Most co-working spaces measure success in occupied square footage. Lighthouse wants to measure it in networks. 

“I see myself as the A&R function of The Lighthouse,” Goss said. “Trying to spot talent, trying to help talent, trying to connect talent.” 

The goal is to increase productive collisions — early-stage conversations that turn into shows, companies, and partnerships. 

“We would like for this to be a place of convening for the creative industries,” Goss said. “I’d like somebody to say they met their writing partner here and they won an Oscar, or developed a product here, or met somebody who became a lifelong business partner.” 

Heavily involved in the space’s design, Goss was inspired by Andy Warhol’s The Factory and its function as production space and social engine. And like Warhol’s Factory, it carries some of the performative energy that comes with creative ambition.  

However, Lighthouse isn’t designed for show. It includes private offices, production bays, a screening room, and a kitchen set, all pre-rigged and ready to go. (Serena Williams used the makeup room to shoot launch content for her skincare line.) The screens-free Physical Art Department offers analog production classes. 

Goss knows a space like this can easily drift from creative purposes. Before joining The Lighthouse, he spent years inside membership-driven creative clubs including Soho House and NeueHouse and saw them evolve from working environments into hospitality businesses.

He’s determined to avoid that slide. Production infrastructure as design details are reminders that this is a place to make things. Early Soho House, he said, worked because it felt like “a genuinely safe space for creatives.” The challenge was maintaining that identity as the business scaled. Lighthouse, he hopes, can maintain the balance.

The development function extends into a steady cadence of programming meant to shape creative ambition. Lighthouse hosts talks with founders, creators, investors, and authors on topics like ownership, brand partnerships, and financing pathways, alongside screenings, DJ nights, and listening sessions.  

Workshops and labs — including office hours, legal education, and production training — focus on the mechanics of building creative businesses. The vocabulary is more startup accelerator than art school, which reflects the reality that talent needs fluency in the systems that sustain it. 

The broader goal is to lower friction and increase iteration. While that doesn’t necessarily require spending $6,000 a year, infrastructure does require resources. And resources tend to concentrate. 

The modern creative economy is built on the premise that anyone can make something. Membership at The Lighthouse points to the paradox of gatekeeping in an open system, but it also aligns with the tension in ambition.
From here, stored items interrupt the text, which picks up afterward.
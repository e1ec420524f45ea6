//! sneakerzone-render
//!
//! Catalog sinks that turn the index projection into text cards or JSON.

pub mod card;
pub mod json;

pub use card::CardSink;
pub use json::{CatalogExport, JsonSink};

use sneakerzone_core::IngestionTally;

/// Closing message shown after a folder load.
pub fn summary_line(tally: &IngestionTally) -> String {
    format!("Listo: {} cargados, {} ignorados.", tally.accepted, tally.rejected)
}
From Bauhaus to Sundance, creative scenes have always formed this way — built through clusters of people who find each other and the opportunities that accumulate around them.  
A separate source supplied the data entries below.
//! Drives one ingest run: walk, filter, parse, file into the index.

use std::sync::atomic::{AtomicBool, Ordering};
use std::sync::Arc;

use thiserror::Error;
use tracing::{debug, info, warn};

use sneakerzone_core::error::AccessError;
use sneakerzone_core::filename::{self, NameError};
use sneakerzone_core::traits::FileAccess;
use sneakerzone_core::{BucketKey, CatalogIndex, IngestionTally, ProductRecord, Segment};

use crate::walker::{FileEntry, TreeWalker, WalkError};

/// Cooperative stop flag shared between the caller and a run.
#[derive(Debug, Clone, Default)]
pub struct StopSignal(Arc<AtomicBool>);

impl StopSignal {
    pub fn new() -> Self {
        Self::default()
    }

    pub fn stop(&self) {
        self.0.store(true, Ordering::SeqCst);
    }

    pub fn is_stopped(&self) -> bool {
        self.0.load(Ordering::SeqCst)
    }
}

#[derive(Debug, Error)]
pub enum AbortReason {
    #[error("cancelled before the walk started")]
    Cancelled,
    #[error("root folder is not accessible: {0}")]
    AccessDenied(#[source] AccessError),
}

#[derive(Debug, Error)]
pub enum IngestError {
    /// Nothing was touched.
    #[error("ingest aborted: {0}")]
    Aborted(AbortReason),

    /// Records filed before the failure stay in the index.
    #[error("host failure at '{dir}': {source}")]
    Host {
        dir: String,
        #[source]
        source: AccessError,
    },
}

impl IngestError {
    /// The user backed out; nothing to alarm anyone about.
    pub fn is_cancellation(&self) -> bool {
        matches!(self, IngestError::Aborted(AbortReason::Cancelled))
    }
}

#[derive(Debug, Error)]
pub enum RejectReason {
    #[error("unsupported extension '{0}'")]
    Extension(String),
    #[error("filename does not match: {0}")]
    Grammar(#[source] NameError),
    #[error("no bucket can receive {brand}/{segment}")]
    NoBucket { brand: String, segment: Segment },
    #[error("could not read file: {0}")]
    Read(#[source] AccessError),
}

#[derive(Debug)]
pub enum EntryOutcome {
    Accepted(BucketKey),
    Rejected(RejectReason),
}

/// Hooks a caller can inject to follow a run or refresh its views after it.
pub trait IngestObserver {
    fn on_entry(&mut self, _name: &str, _outcome: &EntryOutcome) {}

    fn on_complete(&mut self, _index: &CatalogIndex, _tally: &IngestionTally) {}
}

pub struct Ingestor<'a, A: FileAccess + ?Sized> {
    access: &'a A,
    stop: Option<StopSignal>,
    observer: Option<&'a mut dyn IngestObserver>,
}

impl<'a, A: FileAccess + ?Sized> Ingestor<'a, A> {
    pub fn new(access: &'a A) -> Self {
        Self { access, stop: None, observer: None }
    }

    pub fn with_stop(mut self, stop: StopSignal) -> Self {
        self.stop = Some(stop);
        self
    }

    pub fn with_observer(mut self, observer: &'a mut dyn IngestObserver) -> Self {
        self.observer = Some(observer);
        self
    }

    /// Walk `root` and file every matching image into `index`.
    ///
    /// Each yielded file counts exactly once, as accepted or rejected.
    pub fn run(&mut self, root: &A::Handle, index: &mut CatalogIndex) -> Result<IngestionTally, IngestError> {
        if self.stopped() {
            return Err(IngestError::Aborted(AbortReason::Cancelled));
        }
        let mut walker = TreeWalker::new(self.access, root).map_err(|source| {
            if source.is_denied() {
                IngestError::Aborted(AbortReason::AccessDenied(source))
            } else {
                IngestError::Host { dir: format!("{root:?}"), source }
            }
        })?;

        let mut tally = IngestionTally::default();
        loop {
            if self.stopped() {
                info!(accepted = tally.accepted, rejected = tally.rejected, "stop requested, ending run early");
                break;
            }
            let Some(item) = walker.next() else { break };
            let file = match item {
                Ok(file) => file,
                Err(WalkError::Skipped { dir, source }) => {
                    warn!(dir = %dir, error = %source, "skipping unreadable directory");
                    continue;
                }
                Err(WalkError::Fault { dir, source }) => return Err(IngestError::Host { dir, source }),
            };

            let outcome = self.process(&file, index);
            match &outcome {
                EntryOutcome::Accepted(key) => {
                    tally.accepted += 1;
                    debug!(file = %file.name, bucket = %key, "accepted");
                }
                EntryOutcome::Rejected(reason) => {
                    tally.rejected += 1;
                    debug!(file = %file.name, reason = %reason, "rejected");
                }
            }
            if let Some(observer) = self.observer.as_deref_mut() {
                observer.on_entry(&file.name, &outcome);
            }
        }

        info!(accepted = tally.accepted, rejected = tally.rejected, buckets = index.len(), "ingest finished");
        if let Some(observer) = self.observer.as_deref_mut() {
            observer.on_complete(index, &tally);
        }
        Ok(tally)
    }

    fn process(&self, file: &FileEntry<A::Handle>, index: &mut CatalogIndex) -> EntryOutcome {
        let ext = filename::extension_of(&file.name);
        if !filename::is_image_extension(&ext) {
            return EntryOutcome::Rejected(RejectReason::Extension(ext));
        }
        let name = match filename::parse(&file.name) {
            Ok(name) => name,
            Err(e) => return EntryOutcome::Rejected(RejectReason::Grammar(e)),
        };
        // Resolve before reading so rejected files never leave empty buckets.
        let Some(key) = index.resolve(&name.brand, name.segment) else {
            return EntryOutcome::Rejected(RejectReason::NoBucket { brand: name.brand, segment: name.segment });
        };
        let source = match self.access.read_displayable(&file.handle) {
            Ok(source) => source,
            Err(e) => return EntryOutcome::Rejected(RejectReason::Read(e)),
        };
        let id = index.ensure_bucket(&name.brand, key.segment);
        index.append(id, ProductRecord::new(name, source));
        EntryOutcome::Accepted(key)
    }

    fn stopped(&self) -> bool {
        self.stop.as_ref().is_some_and(StopSignal::is_stopped)
    }
}

/// Ingest everything under `root` into `index`.
pub fn ingest<A: FileAccess + ?Sized>(
    access: &A,
    root: &A::Handle,
    index: &mut CatalogIndex,
) -> Result<IngestionTally, IngestError> {
    Ingestor::new(access).run(root, index)
}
It’s early days, but Goss’ vision for The Lighthouse go far beyond the workspaces. There’s plans to develop its own productions with an in-house studio; he sees a future where The Lighthouse member database will create matchmaking opportunities for its members.

Ideally, Goss wants “to be sitting here in three years’ time talking to you about the latest independent film that was the progeny of people who met here, they went into the writer’s room, they tested a bunch of stuff in a studio. They did a screening here. They did a premiere here. 

“I love people who are infinite learners,” Goss said. “There’s going to be this melting pot and if we can put tools around it — where we have 500 members here, 750 in New York — then there’s an IRL market that’s going to happen.”